Review of "The Xingyi Boxing Manual"

In the interest of full disclosure, I was given this book by the publisher for review purposes.

Title: The Xingyi Boxing Manual
Edited by: Jin Yunting
Compiled by: Ling Guiqing
Translated by: John Groschwitz
Publisher: North Atlantic Books
Pages: 139
Cover Price: $16.95

  I little while ago did a review of Shang Yun-Xiang Style Xingyiquan by Li Wen-Bin and I talked about how the book made references to some parts of history and transmission of Xingyi that I was not familiar with.  This book gives a lot of that background information. In hindsight, I wish I had read this book first.


  This book is a collection of different writing of Xingyi masters that was originally published in 1930.  At least that's what I gathered from the introduction by the translator, Mr. Groschwitz.  The original has been published in China, Taiwan, and Hong Kong since the 30's, but this is the first English translation that has been made available.  


  The book does a very good job at translating some very obscure ideas into relatable English.  It seems to cover all the basic ideas and philosophies of Xingyi and gives the reader the background and history behind Xingyi.  Because I am not a Xingyi martial artist, I don't know how in depth this information is, or how rare it is.  It also includes a lot on the Chinese medicine ideas that are often linked to internal arts like Xingyi, and how they are linked to the movements of this martial art.  As I said in the introduction, it did fill in some of the gaps of my understanding of the "songs" of Xingyi, and some of its history.  As unusual as it may be, the part of the book I enjoyed the most was the biographies of the original Chinese martial artists/authors at the end of the book.  I really like to read/hear about old school martial artists and the stories surrounding them.  It's always fun to try to separate story from fiction.


  Personally, I don't subscribe to the internal medicine ideas much, so I wasn't as interested in those aspects of the martial art.  But that's pretty much the only drawback.  The book does have a different feel in the writing style, as it is translated from 1930's Chinese, so it may take some readers a little bit to get used to it. 

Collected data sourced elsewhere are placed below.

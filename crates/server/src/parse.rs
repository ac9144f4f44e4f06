//! 从 HTTP 请求构造 `RequestData`
//!
//! 先按 Content-Type 读取请求体字段（multipart 或 url-encoded 表单），
//! 再追加 URL 查询参数。请求体的值排在前面，因此对同名参数具有优先级。

use axum::body::Body;
use axum::extract::Request;
use axum::http::{header::CONTENT_TYPE, Method};
use bytes::{Bytes, BytesMut};
use http_body_util::LengthLimitError;
use reqdata_core::{form, RequestData};
use tracing::{debug, trace, warn};

use crate::config::ParseConfig;
use crate::error::ParseError;

/// 请求体类型
#[derive(Debug, Clone, Copy, PartialEq, Eq)]
enum BodyKind {
    Multipart,
    Form,
    None,
}

impl BodyKind {
    fn detect(content_type: &str) -> Self {
        let content_type = content_type.to_ascii_lowercase();
        if content_type.contains("multipart/form-data") {
            BodyKind::Multipart
        } else if content_type.contains("form-urlencoded") {
            BodyKind::Form
        } else {
            BodyKind::None
        }
    }
}

/// 解析请求体和查询参数
///
/// 请求被整体消费，之后无法再读取原始请求体。请求体解码失败时返回 `ParseError`；
/// 查询串中格式错误的参数会被丢弃，不会导致失败。
pub async fn parse(request: Request, config: &ParseConfig) -> Result<RequestData, ParseError> {
    let (parts, body) = request.into_parts();
    let content_type = parts
        .headers
        .get(CONTENT_TYPE)
        .and_then(|value| value.to_str().ok())
        .unwrap_or("");

    let mut data = RequestData::new();

    let result = match BodyKind::detect(content_type) {
        BodyKind::Multipart => read_multipart(content_type, body, config, &mut data).await,
        BodyKind::Form if has_form_body(&parts.method) => read_form(body, config, &mut data).await,
        kind => {
            trace!(method = %parts.method, ?kind, "请求体不包含参数");
            Ok(())
        }
    };
    if let Err(e) = result {
        warn!(content_type = %content_type, error = %e, "解析请求体失败");
        return Err(e);
    }

    if let Some(query) = parts.uri.query() {
        append_query(query, &mut data);
    }

    debug!(keys = data.len(), "请求参数解析完成");
    Ok(data)
}

/// 只有这些方法的 url-encoded 请求体会被当作表单读取
fn has_form_body(method: &Method) -> bool {
    matches!(*method, Method::POST | Method::PUT | Method::PATCH)
}

async fn read_multipart(
    content_type: &str,
    body: Body,
    config: &ParseConfig,
    data: &mut RequestData,
) -> Result<(), ParseError> {
    let boundary = multer::parse_boundary(content_type)?;
    let constraints = multer::Constraints::new()
        .size_limit(multer::SizeLimit::new().whole_stream(config.max_body_size as u64));
    let mut multipart =
        multer::Multipart::with_constraints(body.into_data_stream(), boundary, constraints);

    let mut remaining = config.multipart_max_memory;
    while let Some(mut field) = multipart.next_field().await? {
        let name = match field.name() {
            Some(name) if !name.is_empty() => name.to_string(),
            _ => {
                trace!("跳过无名称的 multipart 字段");
                continue;
            }
        };
        if field.file_name().is_some() {
            trace!(field = %name, "跳过文件字段");
            continue;
        }

        let mut value = BytesMut::new();
        while let Some(chunk) = field.chunk().await? {
            if chunk.len() > remaining {
                return Err(ParseError::MemoryLimit {
                    limit: config.multipart_max_memory,
                });
            }
            remaining -= chunk.len();
            value.extend_from_slice(&chunk);
        }
        data.add(name, String::from_utf8_lossy(&value).into_owned());
    }
    Ok(())
}

async fn read_form(
    body: Body,
    config: &ParseConfig,
    data: &mut RequestData,
) -> Result<(), ParseError> {
    let bytes = read_body(body, config.max_body_size).await?;
    let text = String::from_utf8_lossy(&bytes);
    for pair in form::parse_pairs(&text) {
        let (key, value) = pair?;
        data.add(key, value);
    }
    Ok(())
}

/// 读取完整请求体，超过 `limit` 字节返回 `BodyTooLarge`
async fn read_body(body: Body, limit: usize) -> Result<Bytes, ParseError> {
    axum::body::to_bytes(body, limit).await.map_err(|e| {
        let inner = e.into_inner();
        if inner.downcast_ref::<LengthLimitError>().is_some() {
            ParseError::BodyTooLarge { limit }
        } else {
            ParseError::Body(axum::Error::new(inner))
        }
    })
}

fn append_query(query: &str, data: &mut RequestData) {
    for pair in form::parse_pairs(query) {
        match pair {
            Ok((key, value)) => data.add(key, value),
            Err(e) => debug!(error = %e, "丢弃格式错误的查询参数"),
        }
    }
}

#[cfg(test)]
mod tests {
    use super::*;
    use axum::http;
    use proptest::prelude::*;

    const BOUNDARY: &str = "X-REQDATA-BOUNDARY";

    fn form_request(method: Method, uri: &str, body: &str) -> Request {
        http::Request::builder()
            .method(method)
            .uri(uri)
            .header(CONTENT_TYPE, "application/x-www-form-urlencoded")
            .body(Body::from(body.to_string()))
            .unwrap()
    }

    fn multipart_body(fields: &[(&str, Option<&str>, &str)]) -> String {
        let mut body = String::new();
        for (name, file_name, value) in fields {
            body.push_str(&format!("--{}\r\n", BOUNDARY));
            match file_name {
                Some(file_name) => body.push_str(&format!(
                    "Content-Disposition: form-data; name=\"{}\"; filename=\"{}\"\r\nContent-Type: text/plain\r\n\r\n",
                    name, file_name
                )),
                None => body.push_str(&format!(
                    "Content-Disposition: form-data; name=\"{}\"\r\n\r\n",
                    name
                )),
            }
            body.push_str(value);
            body.push_str("\r\n");
        }
        body.push_str(&format!("--{}--\r\n", BOUNDARY));
        body
    }

    fn multipart_request(uri: &str, body: String) -> Request {
        http::Request::builder()
            .method(Method::POST)
            .uri(uri)
            .header(
                CONTENT_TYPE,
                format!("multipart/form-data; boundary={}", BOUNDARY),
            )
            .body(Body::from(body))
            .unwrap()
    }

    #[tokio::test]
    async fn test_form_body_before_query() {
        let req = form_request(Method::POST, "/submit?a=3&c=4", "a=1&b=2");
        let data = parse(req, &ParseConfig::default()).await.unwrap();

        assert_eq!(data.get("a"), "1");
        assert_eq!(data.get("b"), "2");
        assert_eq!(data.get("c"), "4");
        assert_eq!(data.values("a"), ["1", "3"]);
    }

    #[tokio::test]
    async fn test_query_multi_value_order() {
        let req = http::Request::builder()
            .uri("/search?tag=b&tag=a&q=rust+lang")
            .body(Body::empty())
            .unwrap();
        let data = parse(req, &ParseConfig::default()).await.unwrap();

        assert_eq!(data.values("tag"), ["b", "a"]);
        assert_eq!(data.get("q"), "rust lang");
    }

    #[tokio::test]
    async fn test_form_content_type_with_charset() {
        let req = http::Request::builder()
            .method(Method::PUT)
            .uri("/")
            .header(
                CONTENT_TYPE,
                "application/x-www-form-urlencoded; charset=UTF-8",
            )
            .body(Body::from("name=%E4%BD%A0%E5%A5%BD"))
            .unwrap();
        let data = parse(req, &ParseConfig::default()).await.unwrap();
        assert_eq!(data.get("name"), "你好");
    }

    #[tokio::test]
    async fn test_get_form_body_ignored() {
        let req = form_request(Method::GET, "/?b=2", "a=1");
        let data = parse(req, &ParseConfig::default()).await.unwrap();
        assert!(!data.key_exists("a"));
        assert_eq!(data.get("b"), "2");
    }

    #[tokio::test]
    async fn test_unknown_content_type_ignores_body() {
        let req = http::Request::builder()
            .method(Method::POST)
            .uri("/?x=1")
            .header(CONTENT_TYPE, "application/json")
            .body(Body::from(r#"{"a":1}"#))
            .unwrap();
        let data = parse(req, &ParseConfig::default()).await.unwrap();
        assert_eq!(data.keys().collect::<Vec<_>>(), vec!["x"]);
    }

    #[tokio::test]
    async fn test_malformed_form_body_fails() {
        let req = form_request(Method::POST, "/", "a=%zz");
        let err = parse(req, &ParseConfig::default()).await.unwrap_err();
        assert!(matches!(err, ParseError::Form(_)));
        assert!(!err.is_too_large());
    }

    #[tokio::test]
    async fn test_malformed_query_pair_dropped() {
        let req = form_request(Method::POST, "/?bad=%zz&good=1", "a=1");
        let data = parse(req, &ParseConfig::default()).await.unwrap();
        assert!(!data.key_exists("bad"));
        assert_eq!(data.get("good"), "1");
    }

    #[tokio::test]
    async fn test_form_body_at_limit() {
        let config = ParseConfig {
            max_body_size: 3,
            ..ParseConfig::default()
        };
        let req = form_request(Method::POST, "/", "a=1");
        let data = parse(req, &config).await.unwrap();
        assert_eq!(data.get("a"), "1");
    }

    #[tokio::test]
    async fn test_form_body_stream_error() {
        let chunks: Vec<Result<&'static str, std::io::Error>> = vec![
            Ok("a=1"),
            Err(std::io::Error::new(std::io::ErrorKind::BrokenPipe, "断开")),
        ];
        let req = http::Request::builder()
            .method(Method::POST)
            .uri("/")
            .header(CONTENT_TYPE, "application/x-www-form-urlencoded")
            .body(Body::from_stream(futures::stream::iter(chunks)))
            .unwrap();
        let err = parse(req, &ParseConfig::default()).await.unwrap_err();
        assert!(matches!(err, ParseError::Body(_)));
        assert!(!err.is_too_large());
    }

    #[tokio::test]
    async fn test_form_body_too_large() {
        let config = ParseConfig {
            max_body_size: 8,
            ..ParseConfig::default()
        };
        let req = form_request(Method::POST, "/", "a=0123456789");
        let err = parse(req, &config).await.unwrap_err();
        assert!(matches!(err, ParseError::BodyTooLarge { limit: 8 }));
        assert!(err.is_too_large());
    }

    #[tokio::test]
    async fn test_multipart_fields_before_query() {
        let body = multipart_body(&[
            ("a", None, "1"),
            ("b", None, "2"),
            ("a", None, "5"),
            ("upload", Some("notes.txt"), "file contents"),
        ]);
        let req = multipart_request("/?a=3&c=4", body);
        let data = parse(req, &ParseConfig::default()).await.unwrap();

        assert_eq!(data.values("a"), ["1", "5", "3"]);
        assert_eq!(data.get("b"), "2");
        assert_eq!(data.get("c"), "4");
        assert!(!data.key_exists("upload"));
    }

    #[tokio::test]
    async fn test_multipart_memory_limit() {
        let config = ParseConfig {
            multipart_max_memory: 4,
            ..ParseConfig::default()
        };
        let body = multipart_body(&[("a", None, "12"), ("b", None, "345")]);
        let err = parse(multipart_request("/", body), &config)
            .await
            .unwrap_err();
        assert!(matches!(err, ParseError::MemoryLimit { limit: 4 }));
        assert!(err.is_too_large());
    }

    #[tokio::test]
    async fn test_multipart_files_do_not_count_toward_memory() {
        let config = ParseConfig {
            multipart_max_memory: 4,
            ..ParseConfig::default()
        };
        let body = multipart_body(&[("doc", Some("big.bin"), "0123456789"), ("a", None, "1")]);
        let data = parse(multipart_request("/", body), &config).await.unwrap();
        assert_eq!(data.get("a"), "1");
    }

    #[tokio::test]
    async fn test_multipart_missing_boundary() {
        let req = http::Request::builder()
            .method(Method::POST)
            .uri("/")
            .header(CONTENT_TYPE, "multipart/form-data")
            .body(Body::from("irrelevant"))
            .unwrap();
        let err = parse(req, &ParseConfig::default()).await.unwrap_err();
        assert!(matches!(err, ParseError::Multipart(_)));
    }

    #[tokio::test]
    async fn test_multipart_truncated_stream() {
        let body = format!(
            "--{}\r\nContent-Disposition: form-data; name=\"a\"\r\n\r\n1",
            BOUNDARY
        );
        let err = parse(multipart_request("/", body), &ParseConfig::default())
            .await
            .unwrap_err();
        assert!(matches!(err, ParseError::Multipart(_)));
    }

    #[test]
    fn test_body_kind_detect() {
        assert_eq!(
            BodyKind::detect("multipart/form-data; boundary=x"),
            BodyKind::Multipart
        );
        assert_eq!(
            BodyKind::detect("Application/X-WWW-Form-Urlencoded"),
            BodyKind::Form
        );
        assert_eq!(BodyKind::detect("text/plain"), BodyKind::None);
        assert_eq!(BodyKind::detect(""), BodyKind::None);
    }

    fn encode_pairs(pairs: &[(String, String)]) -> String {
        pairs.iter().cloned().collect::<RequestData>().encode()
    }

    proptest! {
        #[test]
        fn prop_body_takes_precedence(
            body in proptest::collection::vec(("[a-d]", "[a-z0-9 ]{0,6}"), 1..6),
            query in proptest::collection::vec(("[a-d]", "[a-z0-9 ]{0,6}"), 0..6),
        ) {
            let uri = format!("/?{}", encode_pairs(&query));
            let req = form_request(Method::POST, &uri, &encode_pairs(&body));
            let runtime = tokio::runtime::Builder::new_current_thread().build().unwrap();
            let data = runtime.block_on(parse(req, &ParseConfig::default())).unwrap();

            let body_data: RequestData = body.iter().cloned().collect();
            for (key, _) in &body {
                prop_assert_eq!(data.get(key), body_data.get(key));
                let body_values = body_data.values(key);
                prop_assert_eq!(&data.values(key)[..body_values.len()], body_values);
            }
        }
    }
}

I did enjoy reading this book, even if I wasn't a Xingyi martial artist, and I'm not into the Chinese Traditional Medicine parts of the art.  I think someone that was a Xingyi martial artist would find this book much better, and more useful than I did.  As such, I have to give it 3 our of 5 Ninja Stars.  It was a good book, just not that useful to me specifically.  I'd love to hear from a Xingyiist (is that how you describe them?) who reads the book and tells me what they think.  It could be they would gain a huge amount of information, and give it a full 5/5 Ninja Stars.  As I said, I did really enjoy the biographies at the end.